Investigation of Oral Microflora of Infants

January 14, 2020 updated by: Zehra Beyza Erel, Inonu University

Investigation of Colonization of Streptococcus Mutans, Lactobacillus Spp. and Candida Spp. in Oral Microflora in Infancy and Transmission From the Parent to the Infant

The placement of cariogenic microorganisms in oral microflora is an important factor in dental caries. The aim of this study is to research from whom, when and how the cariogenic microorganisms are first transmitted to the infant. The investigators investigated of colonization of Streptococcus mutans, Lactobacillus spp., and Candida spp. in oral cavities of infants and their transmission to the infants.

Study Overview

Status

Completed

Detailed Description

Study sample size and design: When α = 0.05, 1-β (power) = 0.80 were taken to determine the sample volume, it was calculated that at least 46 babies should be sampled for 6 months to have an average amount of S. mutans change of 1.87 units. Considering the losses that may occur during the follow-up, the study was started by taking samples from 60 systemically healthy newborns.

The study commenced with 60 newborns and was completed with 47 infants due to losses during the follow-up. Oral swab samples were taken from 47 healthy infants within the first 24 hours after birth, at 1 month old and during the first tooth eruption. Saliva samples were taken from the mothers of all the infants and from the fathers of 20 of the infants in the last meeting.

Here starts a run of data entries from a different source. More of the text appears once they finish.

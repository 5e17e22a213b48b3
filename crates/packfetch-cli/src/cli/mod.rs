//! CLI for the packfetch downloader and installer.

mod commands;
mod control_socket;

use anyhow::Result;
use clap::{Parser, Subcommand};
use packfetch_core::config;
use packfetch_core::StateDb;

use commands::{run_cancel, run_dismiss, run_pause, run_start, run_status};

/// Job name used when `--job` is not given.
pub const DEFAULT_JOB: &str = "pack";

/// Top-level CLI for packfetch.
#[derive(Debug, Parser)]
#[command(name = "packfetch")]
#[command(about = "packfetch: resumable parallel download and install of one archive", long_about = None)]
pub struct Cli {
    /// Job name; keys the stored progress and names the part files.
    #[arg(long, global = true, default_value = DEFAULT_JOB, value_parser = parse_job_name)]
    pub job: String,

    #[command(subcommand)]
    pub command: CliCommand,
}

#[derive(Debug, Subcommand)]
pub enum CliCommand {
    /// Download, merge and install an archive in the foreground (resumes a paused job).
    Start {
        /// Direct HTTP/HTTPS URL of the archive.
        url: String,
        /// File name of the merged archive inside the download directory.
        file_name: String,
    },

    /// Pause the job. A foreground `start` is signalled over the control socket.
    Pause,

    /// Cancel the job and delete its partial data.
    Cancel,

    /// Show the job's status.
    Status {
        /// Print the snapshot as JSON.
        #[arg(long)]
        json: bool,
    },

    /// Acknowledge a finished job (clears the completion notice).
    Dismiss,
}

/// Job names become file name prefixes, so path separators and dot names are refused.
fn parse_job_name(s: &str) -> Result<String, String> {
    let ok = !s.is_empty()
        && s != "."
        && s != ".."
        && s.chars()
            .all(|c| c.is_ascii_alphanumeric() || matches!(c, '-' | '_' | '.'));
    if ok {
        Ok(s.to_string())
    } else {
        Err(format!(
            "invalid job name {:?} (use letters, digits, '-', '_' or '.')",
            s
        ))
    }
}

impl CliCommand {
    pub async fn run_from_args() -> Result<()> {
        let cli = Cli::parse();
        let cfg = config::load_or_init()?;
        tracing::debug!("loaded config: {:?}", cfg);
        let db = StateDb::open_default().await?;
        let job = cli.job.as_str();

        match cli.command {
            CliCommand::Start { url, file_name } => {
                run_start(&cfg, db, job, &url, &file_name).await?
            }
            CliCommand::Pause => run_pause(&cfg, &db, job).await?,
            CliCommand::Cancel => run_cancel(&cfg, db, job).await?,
            CliCommand::Status { json } => run_status(&db, job, json).await?,
            CliCommand::Dismiss => run_dismiss(&cfg, db, job).await?,
        }

        Ok(())
    }
}

#[cfg(test)]
mod tests;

Last interview with the parents, their oral examinations were performed, and their findings were processed as decayed (D), filled (F) and missing (M) teeth in accordance with the World Health Organization criteria, with the DMF (decayed, missing and filled) index being calculated. Furthermore, saliva samples were taken from the parents at the last interview. A questionnaire form including the sex of the infant, type of delivery, birth weight, and nutritional habits of the infant during the follow-up was filled in by gaining information from the parents on the first day and during the follow-ups.

Swab samples taken from infants with sterile swabs were transferred to the laboratory by placing sterile saline solution into dispensed 2 ml screw cap tubes. Sterile urine collection containers of 50 ml were used to collect saliva samples from the parents.

Study Type

Observational

Enrollment (Actual)

47

Contacts and Locations

This section provides the contact details for those conducting the study, and information on where this study is being conducted.

Study Locations

      • Malatya, Turkey, 44280
        • Inonu University

Participation Criteria

Researchers look for people who fit a certain description, called eligibility criteria. Some examples of these criteria are a person's general health condition or prior treatments.

Eligibility Criteria

Ages Eligible for Study

30 minutes to 2 hours (Child)

Accepts Healthy Volunteers

Yes

Genders Eligible for Study

All

Sampling Method

Probability Sample

Study Population

This study was conducted in two centers - Turgut Özal Medical Center and Malatya Training and Research Hospital. Between January and May 2018, healthy newborns born in these two hospitals were followed up.

Description

Inclusion Criteria:

  • none of the infants or their families had systemic disease

Exclusion Criteria:

  • the infants or their families have systemic disease

Study Plan

This section provides details of the study plan, including how the study is designed and what the study is measuring.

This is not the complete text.